On the contrary, the prevalence of both oligomenorrhea and irregular length decreased regularly during the first gynecological years, stabilizing at about 3% and 6%, respectively, within the forth gynecological year. Conversely, blood flow did not show any significant change with gynecological age. Actually, the results from the multivariate models show that oligomenorrhea and irregular length are significantly associated with bleeding longer than 6 days.

In conclusion, in the 19th century the onset of menstruation occurred around the age of 15; now, the average age of menarche is around 12 years. Abnormal bleedings during the first years after menarche are the main complaint in adolescent, principally due to anovulation. This depends on the immaturity of the hypothalamic–pituitary–ovarian axis. It is generally assumed that it takes up 24 months for regular ovulatory cycles to appear after menarche.[36] Approximately, half of persistent symptomatic menstrual irregularity is due to neuroendocrine immaturity, whilst half is due to increased androgen levels. The former condition corresponds to a short/deficient luteal cycle phase, whilst the latter related to polycystic ovary syndrome.[7] Initial anovulatory cycles tend to be pain free, but they can be associated with heavy menstrual bleeding[37] because estrogens, as opposed by progesterone, induce an instable endometrial lining, the breakdown of which causes major uterine bleedings. When regular ovulatory cycles commence, the cycle length becomes more regular (lower prevalence of oligomenorrhea and irregular cycles) but often they become more painful due to increased levels of circulating prostaglandins. This corresponds to growing prevalence of premenstrual and menstrual pain symptoms, with higher prevalence of dysmenorrhea at older gynecological ages.

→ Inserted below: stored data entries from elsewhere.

//! Table and index definitions.
//!
//! The pending tier (`new_` prefix) is written by ingestion and rewritten by
//! fork handling; the confirmed tier (`stable_` prefix) is append-only and
//! populated by stabilization. Tag name/value bytes and wallets are shared
//! between tiers and insert-or-ignore only.
//!
//! `stable_blocks` doubles as the confirmed height→hash mapping: `height` is
//! its primary key and `indep_hash` is unique, so promotion's INSERT OR
//! IGNORE keeps the confirmed chain linear with at most one block per
//! height.

/// Executed in order at open, each statement separately.
pub const CREATE_TABLES: &[&str] = &[
    // ── pending tier ──
    "CREATE TABLE IF NOT EXISTS new_blocks (
        indep_hash BLOB PRIMARY KEY,
        height INTEGER NOT NULL,
        previous_block BLOB,
        nonce BLOB NOT NULL,
        hash BLOB NOT NULL,
        block_timestamp INTEGER NOT NULL,
        diff TEXT,
        cumulative_diff TEXT,
        last_retarget INTEGER,
        reward_addr BLOB,
        reward_pool INTEGER,
        block_size INTEGER,
        weave_size INTEGER,
        usd_to_ar_rate_dividend INTEGER,
        usd_to_ar_rate_divisor INTEGER,
        scheduled_usd_to_ar_rate_dividend INTEGER,
        scheduled_usd_to_ar_rate_divisor INTEGER,
        hash_list_merkle BLOB,
        wallet_list BLOB,
        tx_root BLOB,
        tx_count INTEGER NOT NULL,
        missing_tx_count INTEGER NOT NULL
    )",
    "CREATE TABLE IF NOT EXISTS new_block_heights (
        height INTEGER NOT NULL,
        block_indep_hash BLOB NOT NULL,
        PRIMARY KEY (height, block_indep_hash)
    )",
    "CREATE TABLE IF NOT EXISTS new_block_transactions (
        block_indep_hash BLOB NOT NULL,
        transaction_id BLOB NOT NULL,
        block_transaction_index INTEGER NOT NULL,
        PRIMARY KEY (block_indep_hash, transaction_id)
    )",
    "CREATE TABLE IF NOT EXISTS new_transactions (
        id BLOB PRIMARY KEY,
        signature BLOB NOT NULL,
        format INTEGER NOT NULL,
        last_tx BLOB NOT NULL,
        owner_address BLOB NOT NULL,
        target BLOB,
        quantity INTEGER NOT NULL,
        reward INTEGER NOT NULL,
        data_size INTEGER NOT NULL,
        data_root BLOB,
        content_type TEXT,
        tag_count INTEGER NOT NULL,
        created_at INTEGER NOT NULL
    )",
    "CREATE TABLE IF NOT EXISTS new_transaction_tags (
        tag_name_hash BLOB NOT NULL,
        tag_value_hash BLOB NOT NULL,
        transaction_id BLOB NOT NULL,
        transaction_tag_index INTEGER NOT NULL,
        PRIMARY KEY (transaction_id, transaction_tag_index)
    )",
    // ── confirmed tier ──
    "CREATE TABLE IF NOT EXISTS stable_blocks (
        height INTEGER PRIMARY KEY,
        indep_hash BLOB UNIQUE NOT NULL,
        previous_block BLOB,
        nonce BLOB NOT NULL,
        hash BLOB NOT NULL,
        block_timestamp INTEGER NOT NULL,
        diff TEXT,
        cumulative_diff TEXT,
        last_retarget INTEGER,
        reward_addr BLOB,
        reward_pool INTEGER,
        block_size INTEGER,
        weave_size INTEGER,
        usd_to_ar_rate_dividend INTEGER,
        usd_to_ar_rate_divisor INTEGER,
        scheduled_usd_to_ar_rate_dividend INTEGER,
        scheduled_usd_to_ar_rate_divisor INTEGER,
        hash_list_merkle BLOB,
        wallet_list BLOB,
        tx_root BLOB,
        tx_count INTEGER NOT NULL,
        missing_tx_count INTEGER NOT NULL
    )",
    "CREATE TABLE IF NOT EXISTS stable_block_transactions (
        block_indep_hash BLOB NOT NULL,
        transaction_id BLOB NOT NULL,
        block_transaction_index INTEGER NOT NULL,
        PRIMARY KEY (block_indep_hash, transaction_id)
    )",
    "CREATE TABLE IF NOT EXISTS stable_transactions (
        id BLOB PRIMARY KEY,
        height INTEGER NOT NULL,
        block_transaction_index INTEGER NOT NULL,
        signature BLOB NOT NULL,
        format INTEGER NOT NULL,
        last_tx BLOB NOT NULL,
        owner_address BLOB NOT NULL,
        target BLOB,
        quantity INTEGER NOT NULL,
        reward INTEGER NOT NULL,
        data_size INTEGER NOT NULL,
        data_root BLOB,
        content_type TEXT,
        tag_count INTEGER NOT NULL
    )",
    "CREATE TABLE IF NOT EXISTS stable_transaction_tags (
        tag_name_hash BLOB NOT NULL,
        tag_value_hash BLOB NOT NULL,
        height INTEGER NOT NULL,
        block_transaction_index INTEGER NOT NULL,
        transaction_tag_index INTEGER NOT NULL,
        transaction_id BLOB NOT NULL,
        PRIMARY KEY (transaction_id, transaction_tag_index)
    )",
    // ── shared ──
    "CREATE TABLE IF NOT EXISTS tag_names (
        hash BLOB PRIMARY KEY,
        name BLOB NOT NULL
    )",
    "CREATE TABLE IF NOT EXISTS tag_values (
        hash BLOB PRIMARY KEY,
        value BLOB NOT NULL
    )",
    "CREATE TABLE IF NOT EXISTS wallets (
        address BLOB PRIMARY KEY,
        public_modulus BLOB
    )",
    "CREATE TABLE IF NOT EXISTS missing_transactions (
        block_indep_hash BLOB NOT NULL,
        transaction_id BLOB NOT NULL,
        height INTEGER NOT NULL,
        PRIMARY KEY (block_indep_hash, transaction_id)
    )",
];

pub const CREATE_INDEXES: &[&str] = &[
    "CREATE INDEX IF NOT EXISTS new_blocks_height_idx ON new_blocks (height)",
    "CREATE INDEX IF NOT EXISTS new_block_heights_block_indep_hash_idx
        ON new_block_heights (block_indep_hash)",
    "CREATE INDEX IF NOT EXISTS new_block_transactions_transaction_id_idx
        ON new_block_transactions (transaction_id)",
    "CREATE INDEX IF NOT EXISTS new_transactions_owner_address_idx
        ON new_transactions (owner_address)",
    "CREATE INDEX IF NOT EXISTS new_transactions_target_idx ON new_transactions (target)",
    "CREATE INDEX IF NOT EXISTS new_transactions_created_at_idx ON new_transactions (created_at)",
    "CREATE INDEX IF NOT EXISTS new_transaction_tags_name_value_idx
        ON new_transaction_tags (tag_name_hash, tag_value_hash)",
    "CREATE INDEX IF NOT EXISTS stable_block_transactions_transaction_id_idx
        ON stable_block_transactions (transaction_id)",
    "CREATE INDEX IF NOT EXISTS stable_transactions_height_idx
        ON stable_transactions (height, block_transaction_index)",
    "CREATE INDEX IF NOT EXISTS stable_transactions_owner_address_idx
        ON stable_transactions (owner_address)",
    "CREATE INDEX IF NOT EXISTS stable_transactions_target_idx ON stable_transactions (target)",
    "CREATE INDEX IF NOT EXISTS stable_transaction_tags_name_value_idx
        ON stable_transaction_tags (tag_name_hash, tag_value_hash)",
    "CREATE INDEX IF NOT EXISTS stable_transaction_tags_height_idx
        ON stable_transaction_tags (height, block_transaction_index)",
    "CREATE INDEX IF NOT EXISTS missing_transactions_height_idx
        ON missing_transactions (height)",
];
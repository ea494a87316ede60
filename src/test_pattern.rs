use async_trait::async_trait;
use bytes::Bytes;
use image::{ImageBuffer, Rgb};

use crate::errors::{Result, StreamError};
use crate::snapshot::SnapshotSource;

const MAX_DIMENSION: u32 = 8192;

/// Generates a moving colour gradient instead of talking to a camera.
/// Useful on machines without a capture device.
pub struct TestPatternSource;

impl TestPatternSource {
    pub fn new() -> Self {
        Self
    }

    pub fn create_jpeg(&self, width: u32, height: u32) -> Result<Vec<u8>> {
        if width > MAX_DIMENSION || height > MAX_DIMENSION {
            return Err(StreamError::capture_failed(format!(
                "Test pattern size {}x{} exceeds {}x{}",
                width, height, MAX_DIMENSION, MAX_DIMENSION
            )));
        }

        // height 0 keeps a 4:3 aspect ratio
        let height = if height == 0 { (width / 4 * 3).max(1) } else { height };
        let width = width.max(1);

        let t = std::time::SystemTime::now()
            .duration_since(std::time::UNIX_EPOCH)
            .map(|d| d.as_millis() as u32)
            .unwrap_or(0);

        let img = ImageBuffer::from_fn(width, height, |x, y| {
            let r = ((x + t / 10) % 255) as u8;
            let g = ((y + t / 20) % 255) as u8;
            let b = ((x + y + t / 5) % 255) as u8;
            Rgb([r, g, b])
        });

        let mut jpeg_data = Vec::new();
        img.write_to(&mut std::io::Cursor::new(&mut jpeg_data), image::ImageFormat::Jpeg)
            .map_err(|e| StreamError::capture_failed(format!("Failed to encode test pattern: {}", e)))?;
        Ok(jpeg_data)
    }
}

impl Default for TestPatternSource {
    fn default() -> Self {
        Self::new()
    }
}

#[async_trait]
impl SnapshotSource for TestPatternSource {
    async fn capture(&self, width: u32, height: u32) -> Result<Bytes> {
        Ok(Bytes::from(self.create_jpeg(width, height)?))
    }
}

#[cfg(test)]
mod tests {
    use super::*;

    #[test]
    fn test_pattern_is_a_decodable_jpeg_of_requested_size() {
        let jpeg = TestPatternSource::new().create_jpeg(64, 48).unwrap();
        assert_eq!(&jpeg[..2], &[0xFF, 0xD8]);

        let img = image::load_from_memory(&jpeg).unwrap();
        assert_eq!((img.width(), img.height()), (64, 48));
    }

    #[test]
    fn test_zero_height_keeps_aspect_ratio() {
        let jpeg = TestPatternSource::new().create_jpeg(64, 0).unwrap();
        let img = image::load_from_memory(&jpeg).unwrap();
        assert_eq!(img.height(), 48);
    }

    #[test]
    fn test_oversized_request_is_rejected() {
        let source = TestPatternSource::new();
        assert!(matches!(
            source.create_jpeg(2_000_000_000, 0),
            Err(StreamError::CaptureFailed { .. })
        ));
        assert!(source.create_jpeg(64, u32::MAX).is_err());
    }
}
use std::io;
use std::process::ExitStatus;
use std::time::Duration;
use tokio::process::Child;
use tracing::{debug, warn};

/// Signal-level control over a running pipeline process.
pub trait ProcessControl {
    /// Freeze the process in place (SIGSTOP).
    fn pause(&self) -> io::Result<()>;
    /// Continue a paused process (SIGCONT).
    fn resume(&self) -> io::Result<()>;
    /// Ask the process to exit gracefully (SIGINT).
    fn interrupt(&self) -> io::Result<()>;
}

#[cfg(unix)]
fn send_signal(child: &Child, signal: libc::c_int) -> io::Result<()> {
    let pid = child
        .id()
        .ok_or_else(|| io::Error::new(io::ErrorKind::NotFound, "process has already been reaped"))?;

    // SAFETY: kill(2) has no memory-safety preconditions.
    let rc = unsafe { libc::kill(pid as libc::pid_t, signal) };
    if rc == 0 {
        Ok(())
    } else {
        Err(io::Error::last_os_error())
    }
}

#[cfg(unix)]
impl ProcessControl for Child {
    fn pause(&self) -> io::Result<()> {
        send_signal(self, libc::SIGSTOP)
    }

    fn resume(&self) -> io::Result<()> {
        send_signal(self, libc::SIGCONT)
    }

    fn interrupt(&self) -> io::Result<()> {
        send_signal(self, libc::SIGINT)
    }
}

#[cfg(not(unix))]
impl ProcessControl for Child {
    fn pause(&self) -> io::Result<()> {
        Err(io::Error::new(io::ErrorKind::Unsupported, "pause requires unix signals"))
    }

    fn resume(&self) -> io::Result<()> {
        Err(io::Error::new(io::ErrorKind::Unsupported, "resume requires unix signals"))
    }

    fn interrupt(&self) -> io::Result<()> {
        Err(io::Error::new(io::ErrorKind::Unsupported, "interrupt requires unix signals"))
    }
}

/// Interrupt the process and reap it. If it is still alive after `grace`
/// it is killed. Returns only once the process has been waited on.
pub async fn terminate_and_wait(child: &mut Child, grace: Duration) -> io::Result<ExitStatus> {
    if let Some(status) = child.try_wait()? {
        return Ok(status);
    }

    if let Err(e) = child.interrupt() {
        warn!("Failed to interrupt process {:?}: {}", child.id(), e);
    }
    // a stopped process only acts on the interrupt once continued
    if let Err(e) = child.resume() {
        debug!("Failed to continue process {:?}: {}", child.id(), e);
    }

    match tokio::time::timeout(grace, child.wait()).await {
        Ok(status) => status,
        Err(_) => {
            warn!("Process {:?} ignored interrupt for {:?}, killing it", child.id(), grace);
            child.kill().await?;
            let status = child.wait().await?;
            debug!("Killed process exited with {}", status);
            Ok(status)
        }
    }
}

/// Whether a process with this id exists (reaped processes do not).
#[cfg(all(test, unix))]
pub(crate) fn process_exists(pid: u32) -> bool {
    // SAFETY: signal 0 only checks for existence.
    let rc = unsafe { libc::kill(pid as libc::pid_t, 0) };
    rc == 0 || io::Error::last_os_error().raw_os_error() != Some(libc::ESRCH)
}

#[cfg(all(test, unix))]
mod tests {
    use super::*;
    use tokio::process::Command;

    #[cfg(target_os = "linux")]
    fn process_state(pid: u32) -> char {
        let stat = std::fs::read_to_string(format!("/proc/{}/stat", pid)).unwrap();
        // the state follows the parenthesised command name
        let after_name = &stat[stat.rfind(')').unwrap() + 2..];
        after_name.chars().next().unwrap()
    }

    #[tokio::test]
    async fn test_interrupt_terminates_and_reaps() {
        let mut child = Command::new("sleep").arg("30").spawn().unwrap();
        let pid = child.id().unwrap();
        let status = terminate_and_wait(&mut child, Duration::from_secs(5)).await.unwrap();
        assert!(!status.success());
        assert!(child.id().is_none());
        assert!(!process_exists(pid));
    }

    #[tokio::test]
    async fn test_process_ignoring_interrupt_is_killed() {
        let mut child = Command::new("sh")
            .arg("-c")
            .arg("trap '' INT; while true; do sleep 0.1; done")
            .spawn()
            .unwrap();
        // give the shell time to install the trap
        tokio::time::sleep(Duration::from_millis(200)).await;

        let status = terminate_and_wait(&mut child, Duration::from_millis(300)).await.unwrap();
        assert!(!status.success());
        assert!(child.id().is_none());
    }

    #[cfg(target_os = "linux")]
    #[tokio::test]
    async fn test_pause_and_resume() {
        let mut child = Command::new("sleep").arg("30").spawn().unwrap();
        let pid = child.id().unwrap();

        child.pause().unwrap();
        tokio::time::sleep(Duration::from_millis(100)).await;
        assert_eq!(process_state(pid), 'T');

        child.resume().unwrap();
        tokio::time::sleep(Duration::from_millis(100)).await;
        assert_ne!(process_state(pid), 'T');

        terminate_and_wait(&mut child, Duration::from_secs(5)).await.unwrap();
    }

    #[tokio::test]
    async fn test_paused_process_still_terminates() {
        let mut child = Command::new("sleep").arg("30").spawn().unwrap();
        child.pause().unwrap();
        let status = terminate_and_wait(&mut child, Duration::from_secs(5)).await.unwrap();
        assert!(!status.success());
    }

    #[tokio::test]
    async fn test_already_exited_process() {
        let mut child = Command::new("true").spawn().unwrap();
        child.wait().await.unwrap();
        let status = terminate_and_wait(&mut child, Duration::from_secs(1)).await.unwrap();
        assert!(status.success());
    }
}
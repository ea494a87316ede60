use rand::Rng;
use std::collections::{HashMap, HashSet};
use std::ops::Range;
use std::sync::Arc;
use tokio::sync::Mutex;
use tracing::{debug, error, info, warn};

use crate::config::{Config, RelayConfig};
use crate::errors::{Result, StreamError};
use crate::ffmpeg_args::{self, SessionContext};
use crate::pipeline::MediaPipeline;
use crate::rtp::{AudioParameters, SessionId, SetupEndpoints, SetupEndpointsResponse, VideoParameters};
use crate::rtp_relay::{RelayEndpoint, RelayHandle, RtpRelay};
use crate::snapshot::{self, Snapshot, SnapshotCache, SnapshotSource};

const PORT_ALLOCATION_ATTEMPTS: usize = 32;

#[derive(Debug, Clone, Copy, PartialEq, Eq)]
pub enum SessionState {
    Prepared,
    Streaming,
    Suspended,
    Stopped,
}

/// One negotiated stream: its parameters, relay and pipeline processes.
pub struct StreamSession {
    id: SessionId,
    setup: SetupEndpoints,
    response: SetupEndpointsResponse,
    relay_endpoint: RelayEndpoint,
    state: SessionState,
    pipeline: MediaPipeline,
    relay: Option<RelayHandle>,
}

impl StreamSession {
    async fn start(&mut self, config: &Config, video: &VideoParameters, audio: &AudioParameters) -> Result<()> {
        if self.state == SessionState::Stopped {
            return Err(StreamError::session_not_found(&self.id));
        }
        if self.pipeline.is_running() || self.relay.is_some() {
            info!("Session {} is already started, restarting it", self.id);
            self.halt().await;
        }

        let ctx = SessionContext {
            config: &config.streaming,
            setup: &self.setup,
            response: &self.response,
            relay: &self.relay_endpoint,
        };
        let invocation = ffmpeg_args::synthesize(&ctx, video, audio);
        for problem in &invocation.unsupported {
            warn!("Session {}: {}", self.id, problem);
        }
        debug!("Session {} encode: {}", self.id, invocation.encode.command_line());
        debug!("Session {} decode: {}", self.id, invocation.decode.command_line());

        self.relay = Some(RtpRelay::launch(self.relay_endpoint.clone(), config.relay.clone()));

        self.pipeline.start(&invocation.encode, &invocation.decode).await?;
        self.state = SessionState::Streaming;
        info!(
            "Session {} streaming {}x{}@{} to {}",
            self.id,
            video.attributes.width,
            video.attributes.height,
            video.attributes.framerate,
            self.setup.controller.ip
        );
        Ok(())
    }

    fn suspend(&mut self) -> Result<()> {
        self.pipeline.suspend()?;
        self.state = SessionState::Suspended;
        Ok(())
    }

    fn resume(&mut self) -> Result<()> {
        self.pipeline.resume()?;
        self.state = SessionState::Streaming;
        Ok(())
    }

    /// Stop the relay and reap both processes.
    async fn halt(&mut self) {
        if let Some(relay) = self.relay.take() {
            relay.stop().await;
        }
        self.pipeline.stop().await;
    }
}

struct SessionEntry {
    ports: (u16, u16),
    session: Arc<Mutex<StreamSession>>,
}

/// Registry of streaming sessions and the snapshot callback.
///
/// The table lock is only held to insert, look up or remove entries.
/// Lifecycle calls on one session are serialized by that session's own lock,
/// so slow process or socket work never blocks other sessions.
#[derive(Clone)]
pub struct StreamManager {
    config: Arc<Config>,
    sessions: Arc<Mutex<HashMap<SessionId, SessionEntry>>>,
    snapshots: Arc<SnapshotCache>,
}

impl StreamManager {
    pub fn new(config: Config) -> Self {
        let source = snapshot::source_from_config(&config.snapshot.source, &config.streaming);
        Self::with_snapshot_source(config, source)
    }

    pub fn with_snapshot_source(config: Config, source: Arc<dyn SnapshotSource>) -> Self {
        let snapshots = Arc::new(SnapshotCache::new(source, &config.snapshot));
        Self {
            config: Arc::new(config),
            sessions: Arc::new(Mutex::new(HashMap::new())),
            snapshots,
        }
    }

    /// Register a session for a setup request. Nothing is spawned or bound
    /// yet. An existing session with the same id is stopped and replaced.
    pub async fn prepare_session(&self, setup: SetupEndpoints, response: SetupEndpointsResponse) -> Result<SessionId> {
        let id = if setup.session_id.is_empty() {
            SessionId::generate()
        } else {
            SessionId::new(setup.session_id.clone())
        };

        let replaced = {
            let mut sessions = self.sessions.lock().await;
            let taken: HashSet<u16> = sessions
                .iter()
                .filter(|(existing, _)| **existing != id)
                .flat_map(|(_, entry)| [entry.ports.0, entry.ports.1])
                .collect();
            let ports = allocate_relay_ports(&self.config.relay, &taken)?;

            let relay_endpoint = RelayEndpoint::new(response.audio_rtp_port, &setup.controller, ports.0, ports.1);
            info!(
                "Preparing session {} for controller {} (relay port {}, local ports {} and {})",
                id, relay_endpoint.controller, relay_endpoint.bind_port, ports.0, ports.1
            );

            let streaming = &self.config.streaming;
            let session = StreamSession {
                id: id.clone(),
                setup,
                response,
                relay_endpoint,
                state: SessionState::Prepared,
                pipeline: MediaPipeline::new(streaming.verbose, streaming.stop_grace_period),
                relay: None,
            };
            sessions.insert(
                id.clone(),
                SessionEntry {
                    ports,
                    session: Arc::new(Mutex::new(session)),
                },
            )
        };

        if let Some(old) = replaced {
            warn!("Session {} was prepared again, stopping the previous one", id);
            let mut old = old.session.lock().await;
            old.halt().await;
            old.state = SessionState::Stopped;
        }

        Ok(id)
    }

    pub async fn active_session_count(&self) -> usize {
        self.sessions.lock().await.len()
    }

    pub async fn active_session_ids(&self) -> Vec<SessionId> {
        self.sessions.lock().await.keys().cloned().collect()
    }

    pub async fn session_state(&self, id: &SessionId) -> Option<SessionState> {
        let session = self.session(id).await?;
        let state = session.lock().await.state;
        Some(state)
    }

    /// Local relay ports allocated to the session.
    pub async fn relay_ports(&self, id: &SessionId) -> Option<(u16, u16)> {
        self.sessions.lock().await.get(id).map(|entry| entry.ports)
    }

    async fn session(&self, id: &SessionId) -> Option<Arc<Mutex<StreamSession>>> {
        self.sessions.lock().await.get(id).map(|entry| entry.session.clone())
    }

    /// Launch the relay and both pipeline processes. The session stays
    /// registered when the pipeline fails to start, so the caller may retry
    /// or stop it.
    pub async fn start_session(&self, id: &SessionId, video: &VideoParameters, audio: &AudioParameters) -> Result<()> {
        let session = self.session(id).await.ok_or_else(|| {
            info!("start: session {} not found", id);
            StreamError::session_not_found(id)
        })?;

        let mut session = session.lock().await;
        session.start(&self.config, video, audio).await.map_err(|e| {
            error!("Failed to start session {}: {}", id, e);
            e
        })
    }

    /// Stop and forget the session. Unknown ids are only logged.
    pub async fn stop_session(&self, id: &SessionId) {
        let removed = {
            let mut sessions = self.sessions.lock().await;
            sessions.remove(id)
        };

        match removed {
            Some(entry) => {
                let mut session = entry.session.lock().await;
                session.halt().await;
                session.state = SessionState::Stopped;
                info!("Session {} stopped", id);
            }
            None => info!("stop: session {} not found", id),
        }
    }

    pub async fn suspend_session(&self, id: &SessionId) {
        let Some(session) = self.session(id).await else {
            info!("suspend: session {} not found", id);
            return;
        };

        let mut session = session.lock().await;
        match session.suspend() {
            Ok(()) => info!("Session {} suspended", id),
            Err(e) => warn!("suspend: session {}: {}", id, e),
        }
    }

    pub async fn resume_session(&self, id: &SessionId) {
        let Some(session) = self.session(id).await else {
            info!("resume: session {} not found", id);
            return;
        };

        let mut session = session.lock().await;
        match session.resume() {
            Ok(()) => info!("Session {} resumed", id),
            Err(e) => warn!("resume: session {}: {}", id, e),
        }
    }

    /// Changing parameters of a running session is not supported; the
    /// session is left untouched.
    pub async fn reconfigure_session(&self, id: &SessionId, video: &VideoParameters, _audio: &AudioParameters) -> Result<()> {
        if self.session(id).await.is_none() {
            info!("reconfigure: session {} not found", id);
            return Err(StreamError::session_not_found(id));
        }

        info!(
            "reconfigure of session {} to {}x{} is not implemented",
            id, video.attributes.width, video.attributes.height
        );
        Err(StreamError::NotImplemented { operation: "reconfigure" })
    }

    /// Still image for the transport's snapshot callback. Independent of
    /// any session.
    pub async fn snapshot(&self, width: u32, height: u32) -> Result<Snapshot> {
        self.snapshots.snapshot(width, height).await
    }

    /// Stop every registered session.
    pub async fn shutdown(&self) {
        let ids = self.active_session_ids().await;
        info!("Stopping {} active session(s)", ids.len());
        for id in ids {
            self.stop_session(&id).await;
        }
    }
}

/// Pick one port from each range, avoiding ports used by other sessions.
fn allocate_relay_ports(config: &RelayConfig, taken: &HashSet<u16>) -> Result<(u16, u16)> {
    let mut rng = rand::thread_rng();
    let mut pick = |range: &Range<u16>| {
        (0..PORT_ALLOCATION_ATTEMPTS)
            .map(|_| rng.gen_range(range.clone()))
            .find(|port| !taken.contains(port))
    };

    let port1 = pick(&config.port1_range);
    let port2 = pick(&config.port2_range);
    match (port1, port2) {
        (Some(port1), Some(port2)) if port1 != port2 => Ok((port1, port2)),
        _ => Err(StreamError::relay(format!(
            "No free relay ports in {:?} and {:?}",
            config.port1_range, config.port2_range
        ))),
    }
}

Despite existing knowledge about the impact of dysmenorrhea and menstrual cycle abnormalities in the daily lives of many adolescent women, it is noteworthy that this particular age group is still often neglected. Traditionally, education about menstruation and puberty was a part of the maternal role. Physicians are generally expected sources of trustworthy information about menses, but they are often uncomfortable with discussing the topic of menstruation and sexuality in general.

Healthcare providers have an immense importance for these adolescent girls who are going through pubertal transition because have an opportunity to discuss reproductive health issues with mothers and their daughters, to make an early diagnosis, and to choose an appropriate treatment, thus minimizing the negative outcomes caused by these disorders in the lives of adolescents.

Many of the menstrual dysfunction problems can be effectively handled by the well-trained general clinician. Specific, complex situations should be referred to the appropriate specialist (gynecologist or endocrinologist), preferably someone skilled with adolescents’ issues.